In other news, Microsoft to comply with a new law.

2 comments

> In other news, Microsoft to comply with a new law

Microsoft is under no obligation to comply with Washington law outside Washington. That's what they're doing here.

Since their largest workforce is in Washington state, it's probably just less risky to make this their overall US policy. Making a different policy for HQ vs everywhere else could easily lead to mistakes and accidentally breaking the law.
It can't be that hard to follow this law in specific places. This is a meaningful policy decision, not just following risk.
> It can't be that hard to follow this law in specific places.

Directly from the article: "Pay experts have long predicted companies would not want to mess with different practices in different states. Doing so not only complicates hiring practices for human resources departments, ..."

There is probably a lot more nuance and qualifications of when it's necessary to disclose and from a company that employs more than 150k employees (according to a quick google) there's probably even more complexity and chaos.

> It can't be that hard to follow this law in specific places

The problem is that 'specific places' very dynamic, and is hard to pin down when it comes to employment. A candidate/employee may move to/from jurisdictions where this is a requirement, and job postings may or may not be shown across different jurisdictions.

Does Microsoft want to invest time wrangling in court concerning a Colorado resident not seeing the pay range when they are using a VPN? Or when a candidate becomes a Colorado resident some time between the phone-screen and the first interview? Should Microsoft recruiters stop using external job-boards, and instead wait for a salary geo-fencing feature to be implemented in their internal jobs tool? What is the case law for out-of-staters who will be moving into a state with such a law for employment? How about remote candidate in Texas, working for a team based in Washington - and the reverse? There are dozens of edge cases, and for a company the size of Microsoft, can easily result in hundreds to thousands of infractions per year - the juice may not be worth the squeeze.
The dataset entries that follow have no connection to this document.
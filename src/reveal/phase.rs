use crate::foundation::core::Millis;

/// Lifecycle of a one-shot reveal.
///
/// Transitions only move forward: `Hidden -> Revealing -> Revealed`, or straight to
/// `Revealed` when observation is unavailable.
#[derive(Clone, Copy, Debug, PartialEq, Eq, serde::Serialize)]
#[serde(tag = "phase", rename_all = "snake_case")]
pub enum RevealPhase {
    /// Waiting for the trigger; rendered in the hidden state.
    Hidden,
    /// Triggered at `triggered_at`; the transition runs after the element's delay.
    Revealing { triggered_at: Millis },
    /// Holding the shown state for the rest of the element's lifetime.
    Revealed,
}

impl RevealPhase {
    /// The permanent revealed flag. Once true it stays true.
    pub fn is_revealed(self) -> bool {
        !matches!(self, Self::Hidden)
    }

    fn rank(self) -> u8 {
        match self {
            Self::Hidden => 0,
            Self::Revealing { .. } => 1,
            Self::Revealed => 2,
        }
    }

    /// Move to `next` unless that would go backwards.
    pub(crate) fn advance(&mut self, next: RevealPhase) -> bool {
        if next.rank() <= self.rank() {
            return false;
        }
        *self = next;
        true
    }
}

/// Condition that triggers a reveal. Every trigger fires at most once.
#[derive(Clone, Copy, Debug, PartialEq, serde::Serialize, serde::Deserialize)]
#[serde(tag = "kind", rename_all = "snake_case")]
pub enum Trigger {
    /// Fire once the visible fraction of the element reaches `threshold`.
    ///
    /// A threshold of 0 means "any visible pixel"; an element with no visible area never
    /// satisfies any threshold.
    InView {
        #[serde(default)]
        threshold: f64,
    },
    /// Fire as soon as the element is registered.
    Mount,
}

impl Trigger {
    pub const RATIO_TOLERANCE: f64 = 1e-9;

    pub fn in_view(threshold: f64) -> Self {
        let clamped = crate::foundation::math::clamp_unit(threshold);
        if clamped != threshold {
            tracing::warn!(threshold, clamped, "reveal threshold outside [0, 1], clamped");
        }
        Self::InView { threshold: clamped }
    }

    /// Copy with the threshold clamped into `[0, 1]`.
    pub fn normalized(self) -> Self {
        match self {
            Self::InView { threshold } => Self::in_view(threshold),
            Self::Mount => Self::Mount,
        }
    }

    /// Ratios are areas divided in floating point, so a fully covered target may report a
    /// hair under 1.0. Comparisons allow [`Trigger::RATIO_TOLERANCE`] of slack.
    pub(crate) fn is_met_by(self, ratio: f64) -> bool {
        match self {
            Self::InView { threshold } => {
                ratio > 0.0 && ratio + Self::RATIO_TOLERANCE >= threshold
            }
            Self::Mount => true,
        }
    }
}

impl Default for Trigger {
    fn default() -> Self {
        Self::InView { threshold: 0.0 }
    }
}

#[cfg(test)]
#[path = "../../tests/unit/reveal/phase.rs"]
mod tests;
There will be an army of lawyers trying to monetize any errors by companies, since the WA bill 5761 allows a job applicant to sue for potential lost wages plus interest. Microsoft is just getting ahead of the lawsuit curve.
I think you'd be surprised. Though the problem isn't that it's hard to follow in the general case, but that things could potentially slip through the cracks.

Corporations are risk averse, they don't want to have to deal with potentially getting sued if a job opening starts out in one area and then moves to another one where suddenly the way the opening is described is illegal.

It's just easier to do it the same everywhere if the advantage they're giving up is small.

In my company ranges are posted and they are $150k to $250k USD.

Not terribly helpful.

thats not true and they already have to comply with alot of different laws around the globe. please dont make up random stuff.
This article [1] seems to state pretty clearly that the law applies to all job posting by a company in Washington state. Any sources saying it's only about jobs open to Washington residents?

[1] https://www.dwt.com/blogs/employment-labor-and-benefits/2022...

> sources saying it's only about jobs open to Washington residents?

Washington state can't regulate how Microsoft hires people in Texas.

Microsoft Corp. isn't even a Washington legal entity. (EDIT: Never mind, I stand corrected [1]. In any case, the broader point stands. Delaware doesn't get to regulate how its entities hire outside Delaware. This is well-settled employment/interstate commerce law.)

[1] https://www.sec.gov/ix?doc=/Archives/edgar/data/789019/00015...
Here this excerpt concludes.